Albina Macedo de Oliveira, de Pedorido, começou a trabalhar nas crivas de Germunde com 15 ou 16 anos. A sua jornada decorria entre as 08H00 e as 17H00, de segunda-feira a sábado. Evocou a dureza do trabalho, nomeadamente o transporte da antracite, em gigos de 50 quilos, das crivas para os rabões.

Maria Cacilda Pereira Barbosa, de Pedorido, contava 17 anos quando, em 01-10-1963, começou a trabalhar como escolhedora.

Embora o final do trabalho fosse às 17H00, se houvesse necessidade a jornada prolongava-se até às 18H00, 19H00, 20H00 ou 21H00. Findavam o dia com o rosto coberto de pó ou por uma película húmida, consoante o carvão estivesse seco ou molhado. Só tinha 6 dias de férias por ano. O seu primeiro salário foi de 400 escudos.

Sentia algum receio quando descia aos depósitos do carvão, pois essa descida era feita por uma escadaria composta por estreitas varas de ferro que não ofereciam um apoio muito seguro para os pés

Contou-nos que a Empresa Carbonífera do Douro a dada altura determinou a obrigatoriedade das escolhedoras e crivadeiras usarem calças (jardineiras) no trabalho, não por ser mais prático ou seguro, mas porque subiam e desciam escadas e trabalhavam em patamares abaixo dos quais havia homens que dirigiam constantemente o olhar para cima…

Esta medida, num tempo em que não era comum o uso de calças pelas mulheres causou-lhes descontentamento.
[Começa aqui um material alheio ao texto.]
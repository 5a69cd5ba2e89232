//! Domain layer for the todo tracker
//!
//! This module contains the list aggregate, its entities and value objects,
//! the eligibility specifications it consults, and the ports it depends on.

pub mod errors;
pub mod models;
pub mod ports;
pub mod specifications;

// Re-export error types for convenient access
pub use errors::{TodoError, TodoResult};
//! Command-line interface.
//!
//! `serve` hosts the list; every other command is a thin client that talks
//! to a running server over HTTP.

pub mod client;
pub mod commands;
pub mod output;

use std::path::PathBuf;

use clap::{Parser, Subcommand};
use console::style;

use crate::cli::client::ClientError;
use crate::cli::commands::category::CategoryArgs;
use crate::cli::commands::item::ItemArgs;
use crate::cli::commands::serve::ServeArgs;

#[derive(Parser)]
#[command(name = "todo-tracker")]
#[command(about = "Personal todo list with categorised items and dated progress", long_about = None)]
#[command(version)]
pub struct Cli {
    #[command(subcommand)]
    pub command: Commands,

    /// Output in JSON format
    #[arg(short, long, global = true)]
    pub json: bool,

    /// Path to a configuration file (defaults to .todo/config.yaml)
    #[arg(short, long, global = true)]
    pub config: Option<PathBuf>,

    /// Base URL of a running server (defaults to the configured host and port)
    #[arg(long, global = true, env = "TODO_API_URL")]
    pub server: Option<String>,

    /// Verbose client logging
    #[arg(short, long, global = true)]
    pub verbose: bool,
}

#[derive(Subcommand)]
pub enum Commands {
    /// Run the HTTP server
    Serve(ServeArgs),

    /// Item management commands
    Item(ItemArgs),

    /// Category commands
    Category(CategoryArgs),
}

/// Report a command failure and exit with a non-zero status.
pub fn handle_error(err: anyhow::Error, json_mode: bool) -> ! {
    let code = err
        .downcast_ref::<ClientError>()
        .and_then(ClientError::code)
        .unwrap_or("ERROR")
        .to_string();

    if json_mode {
        let body = serde_json::json!({
            "error": format!("{err:#}"),
            "code": code,
        });
        eprintln!("{}", serde_json::to_string_pretty(&body).unwrap_or_default());
    } else {
        eprintln!("{} {err:#}", style("Error:").red().bold());
    }
    std::process::exit(1);
}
Porém, as chefias mostravam-se inflexíveis e suspendiam, por um dia ou meio dia, as trabalhadoras que não cumprissem essa obrigação.

Depois de 8 anos nas crivas passou a desempenhar funções de limpeza no chamado escritório da mina, onde iniciava o serviço às 07H00.

Foram muitas as mulheres escolhedoras e crivadeiras que labutaram anos a fio, em condições de extrema dureza, nas minas de Germunde. Todavia, essa longa epopeia laboral feminina continua encoberta pelo pó de uma negra indiferença.

À entrada do complexo mineiro de Germunde existe um merecido monumento de homenagem aos mineiros. Mas nessa iconografia não figura nenhum elemento feminino representativo do exemplo de superação e estoicismo dessas grandes mulheres.

Quando passaremos essa memória histórica pelo crivo da nossa consciência e nos tornaremos escolhedores do sentido de justiça, de homenagem e de gratidão?